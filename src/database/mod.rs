// ABOUTME: Database management over a SQLite pool with per-domain operation modules
// ABOUTME: Owns migrations; unique indexes enforce principal email/username uniqueness
//
// Licensed under either of Apache License, Version 2.0 or MIT License at your option.

//! # Database Management
//!
//! Storage for the two principal collections and the portfolio content
//! collections. Each domain contributes an `impl Database` block in its own
//! module and a `migrate_*` function invoked from [`Database::migrate`].
//!
//! Uniqueness of email and username is enforced per collection by unique
//! indexes, which also arbitrate racing registrations: the loser surfaces a
//! unique-violation error that the handler layer maps to a conflict response.

mod admins;
mod contacts;
mod experience;
mod projects;
mod skills;
mod users;

pub use contacts::{ContactFilter, ContactStats, ContactUpdate};
pub use experience::ExperienceUpdate;
pub use projects::{ProjectFilter, ProjectSort, ProjectStats, ProjectUpdate};
pub use skills::{SkillFilter, SkillUpdate};
pub use admins::{AdminFilter, AdminProfileUpdate};

use anyhow::Result;
use sqlx::{Pool, Sqlite, SqlitePool};

/// Database manager for principals and portfolio content
#[derive(Clone)]
pub struct Database {
    pool: Pool<Sqlite>,
}

impl Database {
    /// Create a new database connection and run migrations
    ///
    /// # Errors
    ///
    /// Returns an error if the connection or a migration fails.
    pub async fn new(database_url: &str) -> Result<Self> {
        // Ensure SQLite creates the database file if it doesn't exist
        let connection_options = if database_url.starts_with("sqlite:")
            && !database_url.contains(":memory:")
        {
            format!("{database_url}?mode=rwc")
        } else {
            database_url.to_string()
        };

        let pool = SqlitePool::connect(&connection_options).await?;

        let db = Self { pool };
        db.migrate().await?;

        Ok(db)
    }

    /// Get a reference to the database pool for advanced operations
    #[must_use]
    pub fn pool(&self) -> &Pool<Sqlite> {
        &self.pool
    }

    /// Run database migrations
    ///
    /// # Errors
    ///
    /// Returns an error if any table or index creation fails.
    pub async fn migrate(&self) -> Result<()> {
        self.migrate_admins().await?;
        self.migrate_users().await?;
        self.migrate_projects().await?;
        self.migrate_skills().await?;
        self.migrate_experience().await?;
        self.migrate_contacts().await?;
        Ok(())
    }

    /// Check database reachability for health reporting
    pub async fn ping(&self) -> bool {
        sqlx::query_scalar::<_, i64>("SELECT 1")
            .fetch_one(&self.pool)
            .await
            .is_ok()
    }
}
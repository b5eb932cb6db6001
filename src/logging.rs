// ABOUTME: Logging configuration and structured logging setup for observability
// ABOUTME: Configures log levels, formatters, and output destinations
//
// Licensed under either of Apache License, Version 2.0 or MIT License at your option.

//! Production-ready logging configuration with structured output

use anyhow::Result;
use std::env;
use tracing_subscriber::{
    fmt, layer::SubscriberExt, util::SubscriberInitExt, EnvFilter,
};

/// Log output format options
#[derive(Debug, Clone)]
pub enum LogFormat {
    /// `JSON` format for production logging
    Json,
    /// Pretty format for development
    Pretty,
    /// Compact format for space-constrained environments
    Compact,
}

/// Logging configuration
#[derive(Debug, Clone)]
pub struct LoggingConfig {
    /// Log level filter (trace, debug, info, warn, error)
    pub level: String,
    /// Output format (json, pretty, compact)
    pub format: LogFormat,
    /// Include source file and line numbers
    pub include_location: bool,
}

impl Default for LoggingConfig {
    fn default() -> Self {
        Self {
            level: "info".into(),
            format: LogFormat::Pretty,
            include_location: false,
        }
    }
}

impl LoggingConfig {
    /// Create logging configuration from environment variables
    #[must_use]
    pub fn from_env() -> Self {
        let level = env::var("RUST_LOG")
            .or_else(|_| env::var("LOG_LEVEL"))
            .unwrap_or_else(|_| "info".into());

        let format = match env::var("LOG_FORMAT").as_deref() {
            Ok("json") => LogFormat::Json,
            Ok("compact") => LogFormat::Compact,
            _ => LogFormat::Pretty,
        };

        Self {
            level,
            format,
            include_location: env::var("LOG_LOCATION").map(|v| v == "true").unwrap_or(false),
        }
    }

    /// Install this configuration as the global tracing subscriber
    ///
    /// # Errors
    ///
    /// Returns an error if a global subscriber is already installed.
    pub fn init(&self) -> Result<()> {
        let filter = EnvFilter::try_new(&self.level)
            .unwrap_or_else(|_| EnvFilter::new("info"));

        match self.format {
            LogFormat::Json => {
                let layer = fmt::layer()
                    .json()
                    .with_file(self.include_location)
                    .with_line_number(self.include_location);
                tracing_subscriber::registry()
                    .with(filter)
                    .with(layer)
                    .try_init()?;
            }
            LogFormat::Pretty => {
                let layer = fmt::layer()
                    .with_file(self.include_location)
                    .with_line_number(self.include_location);
                tracing_subscriber::registry()
                    .with(filter)
                    .with(layer)
                    .try_init()?;
            }
            LogFormat::Compact => {
                let layer = fmt::layer()
                    .compact()
                    .with_file(self.include_location)
                    .with_line_number(self.include_location);
                tracing_subscriber::registry()
                    .with(filter)
                    .with(layer)
                    .try_init()?;
            }
        }

        Ok(())
    }
}

/// Initialize logging from environment variables
///
/// # Errors
///
/// Returns an error if a global subscriber is already installed.
pub fn init_from_env() -> Result<()> {
    LoggingConfig::from_env().init()
}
+===+
◆ **ASSIGNMENT**:
Could you repeat exactly the lines above from the line with "pub struct Database" up to and including the line with "pub fn pool(&self)", and only those?

◆ **EXERCISE RESULT**:
pub struct Database {
    pool: Pool<Sqlite>,
}

impl Database {
    /// Create a new database connection and run migrations
    ///
    /// # Errors
    ///
    /// Returns an error if the connection or a migration fails.
    pub async fn new(database_url: &str) -> Result<Self> {
        // Ensure SQLite creates the database file if it doesn't exist
        let connection_options = if database_url.starts_with("sqlite:")
            && !database_url.contains(":memory:")
        {
            format!("{database_url}?mode=rwc")
        } else {
            database_url.to_string()
        };

        let pool = SqlitePool::connect(&connection_options).await?;

        let db = Self { pool };
        db.migrate().await?;

        Ok(db)
    }

    /// Get a reference to the database pool for advanced operations
    #[must_use]
    pub fn pool(&self) -> &Pool<Sqlite> {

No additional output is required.